**ACTION ITEM:** Go through the following data and transcribe exactly the stretch of lines from the one holding "pub struct TimeResponse" to the one holding "pub use errors::ApiError;", both included.

● ● ● ●

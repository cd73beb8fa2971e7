use crate::{auth::AuthToken, config::Config};

// ============================================================================
// APPLICATION STATE - Shared data across all requests
// ============================================================================
/// Cloned into every request by axum's `State` extractor.
///
/// The token is fixed at construction and only ever read afterwards, so the
/// handlers never look at the process environment themselves.
#[derive(Debug, Clone, Default)]
pub struct AppState {
    pub auth_token: Option<AuthToken>,
}

impl AppState {
    pub fn new(auth_token: Option<AuthToken>) -> Self {
        Self { auth_token }
    }

    pub fn from_config(config: &Config) -> Self {
        Self::new(config.auth_token.clone())
    }

    pub fn auth_enabled(&self) -> bool {
        self.auth_token.is_some()
    }
}
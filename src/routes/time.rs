use crate::dto::TimeResponse;
use axum::Json;

/// GET /time
/// Response: 200 `{"time":"2024-01-01T00:00:00.000Z"}` (current instant, UTC)
pub async fn current_time() -> Json<TimeResponse> {
    Json(TimeResponse::now())
}
use chrono::{DateTime, SecondsFormat, Utc};
use serde::{Deserialize, Serialize};

#[derive(Debug, Clone, Copy, PartialEq, Eq, Serialize, Deserialize)]
#[serde(rename_all = "lowercase")]
pub enum HealthStatus {
    Ok,
    Error,
}

/// Body of `GET /health`, also used as the error envelope.
#[derive(Debug, Clone, PartialEq, Eq, Serialize, Deserialize)]
pub struct HealthResponse {
    pub status: HealthStatus,
    #[serde(default, skip_serializing_if = "Option::is_none")]
    pub message: Option<String>,
}

impl HealthResponse {
    pub fn ok() -> Self {
        Self {
            status: HealthStatus::Ok,
            message: None,
        }
    }

    pub fn error(message: impl Into<String>) -> Self {
        Self {
            status: HealthStatus::Error,
            message: Some(message.into()),
        }
    }
}

/// Renders an instant as RFC 3339 in UTC with millisecond precision,
/// e.g. `2024-01-01T00:00:00.000Z`.
pub fn format_timestamp(instant: DateTime<Utc>) -> String {
    instant.to_rfc3339_opts(SecondsFormat::Millis, true)
}

/// Body of `GET /time`
#[derive(Debug, Clone, PartialEq, Eq, Serialize, Deserialize)]
pub struct TimeResponse {
    pub time: String,
}

impl TimeResponse {
    pub fn now() -> Self {
        Utc::now().into()
    }
}

impl From<DateTime<Utc>> for TimeResponse {
    fn from(instant: DateTime<Utc>) -> Self {
        Self {
            time: format_timestamp(instant),
        }
    }
}

#[cfg(test)]
mod tests {
    use super::*;
    use chrono::{TimeZone, Timelike};

    #[test]
    fn ok_body_has_no_message() {
        let body = serde_json::to_string(&HealthResponse::ok()).unwrap();
        assert_eq!(body, r#"{"status":"ok"}"#);
    }

    #[test]
    fn error_body_carries_message() {
        let body = serde_json::to_string(&HealthResponse::error("Unauthorized")).unwrap();
        assert_eq!(body, r#"{"status":"error","message":"Unauthorized"}"#);
    }

    #[test]
    fn time_uses_millis_and_z_suffix() {
        let instant = Utc.with_ymd_and_hms(2024, 1, 1, 0, 0, 0).unwrap();
        let body = serde_json::to_string(&TimeResponse::from(instant)).unwrap();
        assert_eq!(body, r#"{"time":"2024-01-01T00:00:00.000Z"}"#);
    }

    #[test]
    fn sub_millisecond_precision_is_truncated() {
        let instant = Utc
            .with_ymd_and_hms(2024, 6, 30, 23, 59, 59)
            .unwrap()
            .with_nanosecond(123_456_789)
            .unwrap();
        let formatted = format_timestamp(instant);
        assert_eq!(formatted, "2024-06-30T23:59:59.123Z");

        let reparsed = DateTime::parse_from_rfc3339(&formatted)
            .unwrap()
            .with_timezone(&Utc);
        assert_eq!(format_timestamp(reparsed), formatted);
    }
}
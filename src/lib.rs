pub mod auth;
pub mod config;
pub mod dto;
pub mod errors;
pub mod routes;
pub mod server;
pub mod states;

// Re-export key types
pub use auth::AuthToken;
pub use config::Config;
pub use errors::ApiError;
pub use routes::build_router;
pub use states::AppState;
use crate::{AppState, build_router, config::Config};
use axum::Router;
use std::{future::Future, io};
use thiserror::Error;
use tokio::{net::TcpListener, signal};
use tracing::{error, info, warn};

#[derive(Debug, Error)]
pub enum ServerError {
    #[error("failed to bind {addr}: {source}")]
    Bind { addr: String, source: io::Error },

    #[error("server error: {0}")]
    Serve(#[from] io::Error),
}

/// Binds the configured address and serves until Ctrl+C or SIGTERM.
pub async fn serve(config: Config) -> Result<(), ServerError> {
    let addr = config.bind_addr();
    let listener = TcpListener::bind(&addr)
        .await
        .map_err(|source| ServerError::Bind {
            addr: addr.clone(),
            source,
        })?;

    let state = AppState::from_config(&config);
    if state.auth_enabled() {
        info!("Auth token configured, /health requires ?token=");
    } else {
        warn!("No auth token configured, /health is open");
    }

    let local_addr = listener.local_addr()?;
    info!("Server running on http://{}", local_addr);
    info!("API Endpoints:");
    info!("  GET    /health           - Health check (token-gated when configured)");
    info!("  GET    /time             - Current time (RFC 3339, UTC)");

    run(listener, build_router(state), shutdown_signal()).await
}

/// Serves `app` on an already-bound listener until `shutdown` resolves,
/// then drains in-flight requests.
pub async fn run<F>(listener: TcpListener, app: Router, shutdown: F) -> Result<(), ServerError>
where
    F: Future<Output = ()> + Send + 'static,
{
    axum::serve(listener, app)
        .with_graceful_shutdown(shutdown)
        .await?;

    info!("Server shutdown complete");
    Ok(())
}

/// Resolves on Ctrl+C, or SIGTERM on Unix.
pub async fn shutdown_signal() {
    let ctrl_c = async {
        if let Err(err) = signal::ctrl_c().await {
            error!("Failed to install Ctrl+C handler: {}", err);
            std::future::pending::<()>().await;
        }
    };

    #[cfg(unix)]
    let terminate = async {
        match signal::unix::signal(signal::unix::SignalKind::terminate()) {
            Ok(mut sigterm) => {
                sigterm.recv().await;
            }
            Err(err) => {
                error!("Failed to install SIGTERM handler: {}", err);
                std::future::pending::<()>().await;
            }
        }
    };

    #[cfg(not(unix))]
    let terminate = std::future::pending::<()>();

    tokio::select! {
        _ = ctrl_c => {
            info!("Received Ctrl+C signal");
        },
        _ = terminate => {
            info!("Received terminate signal");
        },
    }

    info!("Shutting down gracefully...");
}
mod requests;
mod responses;

pub use requests::*;
pub use responses::*;
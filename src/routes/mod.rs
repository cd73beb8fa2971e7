mod health;
mod time;

pub use health::health_check;
pub use time::current_time;

use crate::{AppState, errors::ApiError};
use axum::{Router, routing::get};
use tower::ServiceBuilder;
use tower_http::{
    cors::{Any, CorsLayer},
    trace::TraceLayer,
};

/// Builds the request-handling service without binding a socket.
///
/// `server::serve` puts this behind a listener; tests drive it directly
/// with `tower::ServiceExt::oneshot`.
pub fn build_router(state: AppState) -> Router {
    let cors = CorsLayer::new()
        .allow_origin(Any)
        .allow_methods(Any)
        .allow_headers(Any);

    Router::new()
        .route("/health", get(health_check))
        .route("/time", get(current_time))
        .fallback(not_found)
        .with_state(state)
        .layer(
            ServiceBuilder::new()
                .layer(TraceLayer::new_for_http())
                .layer(cors),
        )
}

async fn not_found() -> ApiError {
    ApiError::NotFound
}
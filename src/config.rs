use crate::auth::AuthToken;
use thiserror::Error;
use tracing::warn;

pub const HOST_VAR: &str = "HOST";
pub const PORT_VAR: &str = "PORT";
pub const AUTH_TOKEN_VAR: &str = "AUTH_TOKEN";

#[derive(Debug, Error, PartialEq, Eq)]
pub enum ConfigError {
    #[error("invalid {var} value {value:?}: expected a port number between 0 and 65535")]
    InvalidPort { var: &'static str, value: String },
}

/// Process configuration, read once at startup.
#[derive(Debug, Clone)]
pub struct Config {
    /// Interface to bind
    pub host: String,

    /// TCP port to listen on
    pub port: u16,

    /// Expected `/health` token; `None` leaves the endpoint open
    pub auth_token: Option<AuthToken>,
}

impl Config {
    pub const DEFAULT_HOST: &str = "0.0.0.0";
    pub const DEFAULT_PORT: u16 = 3000;

    /// Load configuration from environment variables
    pub fn from_env() -> Result<Self, ConfigError> {
        Self::from_lookup(|key| std::env::var(key).ok())
    }

    /// Load configuration through an arbitrary key lookup.
    pub fn from_lookup<F>(lookup: F) -> Result<Self, ConfigError>
    where
        F: Fn(&str) -> Option<String>,
    {
        let host = lookup(HOST_VAR).unwrap_or_else(|| Self::DEFAULT_HOST.to_string());

        let port = match lookup(PORT_VAR) {
            Some(raw) => match raw.trim().parse::<u16>() {
                Ok(port) => port,
                Err(_) => {
                    return Err(ConfigError::InvalidPort {
                        var: PORT_VAR,
                        value: raw,
                    });
                }
            },
            None => Self::DEFAULT_PORT,
        };

        let auth_token = lookup(AUTH_TOKEN_VAR).and_then(|raw| {
            let token = AuthToken::new(&raw);
            if token.is_none() {
                warn!("{} is set but blank, /health will not require a token", AUTH_TOKEN_VAR);
            }
            token
        });

        Ok(Self {
            host,
            port,
            auth_token,
        })
    }

    pub fn bind_addr(&self) -> String {
        format!("{}:{}", self.host, self.port)
    }
}
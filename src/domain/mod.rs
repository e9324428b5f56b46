//! Domain layer: entities and the business rules that govern them.
//!
//! Everything here is storage-agnostic; persistence goes through the traits
//! in [`ports`].

pub mod currency;
pub mod payment;
pub mod ports;
pub mod user;
pub mod validation;
use crate::domain::currency::Currency;
use crate::domain::payment::Payment;
use crate::domain::ports::{PaymentStore, UserStore};
use crate::domain::user::User;
use crate::error::{PaymentError, Result};
use async_trait::async_trait;
use rocksdb::{ColumnFamilyDescriptor, DB, IteratorMode, Options};
use serde::Serialize;
use serde::de::DeserializeOwned;
use std::path::Path;
use std::sync::Arc;
use uuid::Uuid;

/// Column family for payment records.
pub const CF_PAYMENTS: &str = "payments";
/// Column family for user records.
pub const CF_USERS: &str = "users";

/// Persistent store backed by RocksDB, keyed by UUID bytes with JSON values.
///
/// Secondary lookups (order id, transaction id, user, currency) iterate the
/// payments column family; the unique keys they serve are enforced by the
/// engine before writes.
///
/// `Clone` shares the underlying `Arc<DB>`.
#[derive(Clone)]
pub struct RocksDbStore {
    db: Arc<DB>,
}

impl RocksDbStore {
    /// Opens or creates the database at `path`, ensuring both column
    /// families exist.
    pub fn open<P: AsRef<Path>>(path: P) -> Result<Self> {
        let mut opts = Options::default();
        opts.create_if_missing(true);
        opts.create_missing_column_families(true);

        let cf_payments = ColumnFamilyDescriptor::new(CF_PAYMENTS, Options::default());
        let cf_users = ColumnFamilyDescriptor::new(CF_USERS, Options::default());

        let db = DB::open_cf_descriptors(&opts, path, vec![cf_payments, cf_users])
            .map_err(|e| PaymentError::Internal(Box::new(e)))?;
        Ok(Self { db: Arc::new(db) })
    }

    fn put<T: Serialize>(&self, cf_name: &str, key: Uuid, value: &T) -> Result<()> {
        let cf = self.cf(cf_name)?;
        let bytes = serde_json::to_vec(value)?;
        self.db
            .put_cf(&cf, key.as_bytes(), bytes)
            .map_err(|e| PaymentError::Internal(Box::new(e)))
    }

    fn read<T: DeserializeOwned>(&self, cf_name: &str, key: Uuid) -> Result<Option<T>> {
        let cf = self.cf(cf_name)?;
        let bytes = self
            .db
            .get_cf(&cf, key.as_bytes())
            .map_err(|e| PaymentError::Internal(Box::new(e)))?;
        match bytes {
            Some(bytes) => Ok(Some(serde_json::from_slice(&bytes)?)),
            None => Ok(None),
        }
    }

    fn scan_payments(&self, mut keep: impl FnMut(&Payment) -> bool) -> Result<Vec<Payment>> {
        let cf = self.cf(CF_PAYMENTS)?;
        let mut payments = Vec::new();
        for item in self.db.iterator_cf(&cf, IteratorMode::Start) {
            let (_key, value) = item.map_err(|e| PaymentError::Internal(Box::new(e)))?;
            let payment: Payment = serde_json::from_slice(&value)?;
            if keep(&payment) {
                payments.push(payment);
            }
        }
        Ok(payments)
    }

    fn cf(&self, name: &str) -> Result<&rocksdb::ColumnFamily> {
        self.db
            .cf_handle(name)
            .ok_or_else(|| PaymentError::internal(format!("{name} column family not found")))
    }
}

#[async_trait]
impl PaymentStore for RocksDbStore {
    async fn store(&self, payment: Payment) -> Result<()> {
        self.put(CF_PAYMENTS, payment.id, &payment)
    }

    async fn get(&self, id: Uuid) -> Result<Option<Payment>> {
        self.read(CF_PAYMENTS, id)
    }

    async fn find_by_order_id(&self, order_id: &str) -> Result<Option<Payment>> {
        Ok(self
            .scan_payments(|p| p.order_id == order_id)?
            .into_iter()
            .next())
    }

    async fn find_by_transaction_id(&self, transaction_id: &str) -> Result<Option<Payment>> {
        Ok(self
            .scan_payments(|p| p.transaction_id.as_deref() == Some(transaction_id))?
            .into_iter()
            .next())
    }

    async fn find_by_user(&self, user_id: Uuid) -> Result<Vec<Payment>> {
        let mut payments = self.scan_payments(|p| p.user_id == user_id)?;
        payments.sort_by(|a, b| b.created_at.cmp(&a.created_at));
        Ok(payments)
    }

    async fn find_by_currency(&self, currency: Currency) -> Result<Vec<Payment>> {
        self.scan_payments(|p| p.currency == currency)
    }

    async fn get_all(&self) -> Result<Vec<Payment>> {
        self.scan_payments(|_| true)
    }
}

#[async_trait]
impl UserStore for RocksDbStore {
    async fn store(&self, user: User) -> Result<()> {
        self.put(CF_USERS, user.id, &user)
    }

    async fn get(&self, id: Uuid) -> Result<Option<User>> {
        self.read(CF_USERS, id)
    }
}
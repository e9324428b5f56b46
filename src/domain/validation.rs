use crate::domain::currency::{self, Currency};
use crate::domain::payment::{
    CardDetails, CardDetailsDraft, CardType, NewPayment, PaymentDraft, PaymentMethod,
    PaymentStatus,
};
use crate::error::{PaymentError, Result, ValidationErrors};
use regex::Regex;
use rust_decimal::Decimal;
use rust_decimal_macros::dec;
use std::sync::LazyLock;
use uuid::Uuid;

pub const MAX_AMOUNT: Decimal = dec!(1000000);

static ORDER_ID_RE: LazyLock<Regex> =
    LazyLock::new(|| Regex::new(r"^ORDER-[A-Z0-9]{6,12}$").expect("hard-coded pattern"));
static TRANSACTION_ID_RE: LazyLock<Regex> =
    LazyLock::new(|| Regex::new(r"^TXN-[A-Z0-9]{6,15}$").expect("hard-coded pattern"));
static LAST_FOUR_RE: LazyLock<Regex> =
    LazyLock::new(|| Regex::new(r"^\d{4}$").expect("hard-coded pattern"));
static EXPIRY_RE: LazyLock<Regex> =
    LazyLock::new(|| Regex::new(r"^(0[1-9]|1[0-2])/\d{2}$").expect("hard-coded pattern"));

/// Validates a creation payload, accumulating every field violation instead
/// of failing on the first, and produces the typed payload on success.
pub fn validate_payment_input(draft: PaymentDraft) -> Result<NewPayment> {
    let mut errors = ValidationErrors::new();

    let order_id = match draft.order_id {
        None => {
            errors.add("orderId", "Order ID is required");
            None
        }
        Some(order_id) if !ORDER_ID_RE.is_match(&order_id) => {
            errors.add(
                "orderId",
                "Invalid order ID format. Format should be ORDER-XXXXXX where X is alphanumeric",
            );
            None
        }
        Some(order_id) => Some(order_id),
    };

    let user_id = match draft.user_id.as_deref() {
        None => {
            errors.add("userId", "User ID is required");
            None
        }
        Some(raw) => match Uuid::parse_str(raw) {
            Ok(user_id) => Some(user_id),
            Err(_) => {
                errors.add("userId", "Invalid user ID format");
                None
            }
        },
    };

    let resolved_currency = match draft.currency.as_deref() {
        None => Some(Currency::USD),
        Some(code) => match Currency::from_code(code) {
            Some(currency) => Some(currency),
            None => {
                errors.add("currency", format!("Currency {code} is not supported"));
                None
            }
        },
    };

    let amount = match draft.amount {
        None => {
            errors.add("amount", "Amount is required");
            None
        }
        Some(amount) if amount <= Decimal::ZERO => {
            errors.add("amount", "Amount must be a positive number");
            None
        }
        Some(amount) if amount > MAX_AMOUNT => {
            errors.add("amount", "Amount cannot exceed 1,000,000");
            None
        }
        Some(amount) if amount.normalize().scale() > 2 => {
            errors.add("amount", "Amount can have at most 2 decimal places");
            None
        }
        Some(amount) => {
            if let Some(currency) = resolved_currency
                && !currency::valid_amount_for(amount, currency)
            {
                errors.add(
                    "amount",
                    format!(
                        "Amount can have at most {} decimal places for {currency}",
                        currency.decimal_places()
                    ),
                );
                None
            } else {
                Some(amount)
            }
        }
    };

    let payment_method = match draft.payment_method.as_deref() {
        None => {
            errors.add("paymentMethod", "Payment method is required");
            None
        }
        Some(raw) => match PaymentMethod::from_str(raw) {
            Some(method) => Some(method),
            None => {
                errors.add(
                    "paymentMethod",
                    format!(
                        "Invalid payment method. Valid options are: {}",
                        method_options()
                    ),
                );
                None
            }
        },
    };

    // Card details only apply to card methods; other methods ignore them.
    let payment_details = match (payment_method, draft.payment_details) {
        (Some(method), None) if method.is_card() => {
            errors.add(
                "paymentDetails",
                "Payment details are required for card payments",
            );
            None
        }
        (Some(method), Some(details)) if method.is_card() => {
            validate_card_details(details, &mut errors)
        }
        _ => None,
    };

    if let Some(transaction_id) = draft.transaction_id.as_deref()
        && !TRANSACTION_ID_RE.is_match(transaction_id)
    {
        errors.add("transactionId", TRANSACTION_ID_MESSAGE);
    }

    if let (Some(order_id), Some(user_id), Some(amount), Some(currency), Some(payment_method)) = (
        order_id,
        user_id,
        amount,
        resolved_currency,
        payment_method,
    ) && errors.is_empty()
    {
        Ok(NewPayment {
            order_id,
            user_id,
            amount,
            currency,
            payment_method,
            payment_details,
            transaction_id: draft.transaction_id,
            gateway_response: draft.gateway_response,
            metadata: draft.metadata.unwrap_or_default(),
        })
    } else {
        Err(PaymentError::Validation(errors))
    }
}

const TRANSACTION_ID_MESSAGE: &str =
    "Invalid transaction ID format. Format should be TXN-XXXXXX where X is alphanumeric";

/// Checks each card-detail field independently so every violation lands in
/// the errors map.
fn validate_card_details(
    draft: CardDetailsDraft,
    errors: &mut ValidationErrors,
) -> Option<CardDetails> {
    let errors_before = errors.0.len();

    let card_type = match draft.card_type.as_deref() {
        None => None,
        Some(raw) => match CardType::from_str(raw) {
            Some(card_type) => Some(card_type),
            None => {
                errors.add("cardType", "Invalid card type");
                None
            }
        },
    };

    if let Some(last_four) = draft.last_four_digits.as_deref()
        && !LAST_FOUR_RE.is_match(last_four)
    {
        errors.add("lastFourDigits", "Last four digits must be 4 numeric characters");
    }

    if let Some(expiry) = draft.expiry_date.as_deref()
        && !EXPIRY_RE.is_match(expiry)
    {
        errors.add("expiryDate", "Expiry date must be in MM/YY format");
    }

    if errors.0.len() > errors_before {
        return None;
    }

    Some(CardDetails {
        card_type,
        last_four_digits: draft.last_four_digits,
        expiry_date: draft.expiry_date,
        billing_address: draft.billing_address,
    })
}

/// Format check for a gateway transaction reference.
pub fn validate_transaction_id(transaction_id: &str) -> Result<()> {
    if TRANSACTION_ID_RE.is_match(transaction_id) {
        Ok(())
    } else {
        Err(PaymentError::validation("transactionId", TRANSACTION_ID_MESSAGE))
    }
}

/// Request-level refund validation; the engine enforces the per-payment
/// bounds.
pub fn validate_refund_input(
    refund_amount: Option<Decimal>,
    refund_reason: Option<&str>,
) -> Result<()> {
    let mut errors = ValidationErrors::new();

    match refund_amount {
        None => errors.add("refundAmount", "Refund amount is required"),
        Some(amount) if amount <= Decimal::ZERO => {
            errors.add("refundAmount", "Refund amount must be a positive number")
        }
        Some(amount) if amount.normalize().scale() > 2 => {
            errors.add("refundAmount", "Refund amount can have at most 2 decimal places")
        }
        Some(_) => {}
    }

    match refund_reason {
        None => errors.add("refundReason", "Refund reason is required"),
        // Character bounds, not byte bounds.
        Some(reason) if !(5..=500).contains(&reason.chars().count()) => {
            errors.add("refundReason", "Refund reason must be between 5 and 500 characters")
        }
        Some(_) => {}
    }

    errors.into_result()
}

/// Parses and validates the requested status of a status-update request.
pub fn validate_status_update(status: Option<&str>) -> Result<PaymentStatus> {
    match status {
        None => Err(PaymentError::validation("status", "Status is required")),
        Some(raw) => PaymentStatus::from_str(raw).ok_or_else(|| {
            PaymentError::validation(
                "status",
                format!("Invalid status. Valid options are: {}", status_options()),
            )
        }),
    }
}

fn method_options() -> String {
    PaymentMethod::ALL
        .iter()
        .map(|m| m.as_str())
        .collect::<Vec<_>>()
        .join(", ")
}

fn status_options() -> String {
    PaymentStatus::ALL
        .iter()
        .map(|s| s.as_str())
        .collect::<Vec<_>>()
        .join(", ")
}
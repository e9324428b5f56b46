use crate::domain::currency::Currency;
use crate::domain::payment::Payment;
use crate::domain::user::User;
use crate::error::Result;
use async_trait::async_trait;
use uuid::Uuid;

/// Persistence port for payments. Implementations serialize individual
/// document writes but offer no multi-document transactions; concurrent
/// writers to the same payment race last-write-wins.
#[async_trait]
pub trait PaymentStore: Send + Sync {
    async fn store(&self, payment: Payment) -> Result<()>;
    async fn get(&self, id: Uuid) -> Result<Option<Payment>>;
    async fn find_by_order_id(&self, order_id: &str) -> Result<Option<Payment>>;
    async fn find_by_transaction_id(&self, transaction_id: &str) -> Result<Option<Payment>>;
    async fn find_by_user(&self, user_id: Uuid) -> Result<Vec<Payment>>;
    async fn find_by_currency(&self, currency: Currency) -> Result<Vec<Payment>>;
    async fn get_all(&self) -> Result<Vec<Payment>>;
}

/// Persistence port for users. The engine only needs existence checks and
/// simple reads.
#[async_trait]
pub trait UserStore: Send + Sync {
    async fn store(&self, user: User) -> Result<()>;
    async fn get(&self, id: Uuid) -> Result<Option<User>>;

    async fn exists(&self, id: Uuid) -> Result<bool> {
        Ok(self.get(id).await?.is_some())
    }
}

pub type PaymentStoreBox = Box<dyn PaymentStore>;
pub type UserStoreBox = Box<dyn UserStore>;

● ● ● ●

**WRITTEN ANSWER:**
pub struct TimeResponse {
    pub time: String,
}

impl TimeResponse {
    pub fn now() -> Self {
        Utc::now().into()
    }
}

impl From<DateTime<Utc>> for TimeResponse {
    fn from(instant: DateTime<Utc>) -> Self {
        Self {
            time: format_timestamp(instant),
        }
    }
}

#[cfg(test)]
mod tests {
    use super::*;
    use chrono::{TimeZone, Timelike};

    #[test]
    fn ok_body_has_no_message() {
        let body = serde_json::to_string(&HealthResponse::ok()).unwrap();
        assert_eq!(body, r#"{"status":"ok"}"#);
    }

    #[test]
    fn error_body_carries_message() {
        let body = serde_json::to_string(&HealthResponse::error("Unauthorized")).unwrap();
        assert_eq!(body, r#"{"status":"error","message":"Unauthorized"}"#);
    }

    #[test]
    fn time_uses_millis_and_z_suffix() {
        let instant = Utc.with_ymd_and_hms(2024, 1, 1, 0, 0, 0).unwrap();
        let body = serde_json::to_string(&TimeResponse::from(instant)).unwrap();
        assert_eq!(body, r#"{"time":"2024-01-01T00:00:00.000Z"}"#);
    }

    #[test]
    fn sub_millisecond_precision_is_truncated() {
        let instant = Utc
            .with_ymd_and_hms(2024, 6, 30, 23, 59, 59)
            .unwrap()
            .with_nanosecond(123_456_789)
            .unwrap();
        let formatted = format_timestamp(instant);
        assert_eq!(formatted, "2024-06-30T23:59:59.123Z");

        let reparsed = DateTime::parse_from_rfc3339(&formatted)
            .unwrap()
            .with_timezone(&Utc);
        assert_eq!(format_timestamp(reparsed), formatted);
    }
}
filename src/lib.rs
pub mod auth;
pub mod config;
pub mod dto;
pub mod errors;
pub mod routes;
pub mod server;
pub mod states;

// Re-export key types
pub use auth::AuthToken;
pub use config::Config;
pub use errors::ApiError;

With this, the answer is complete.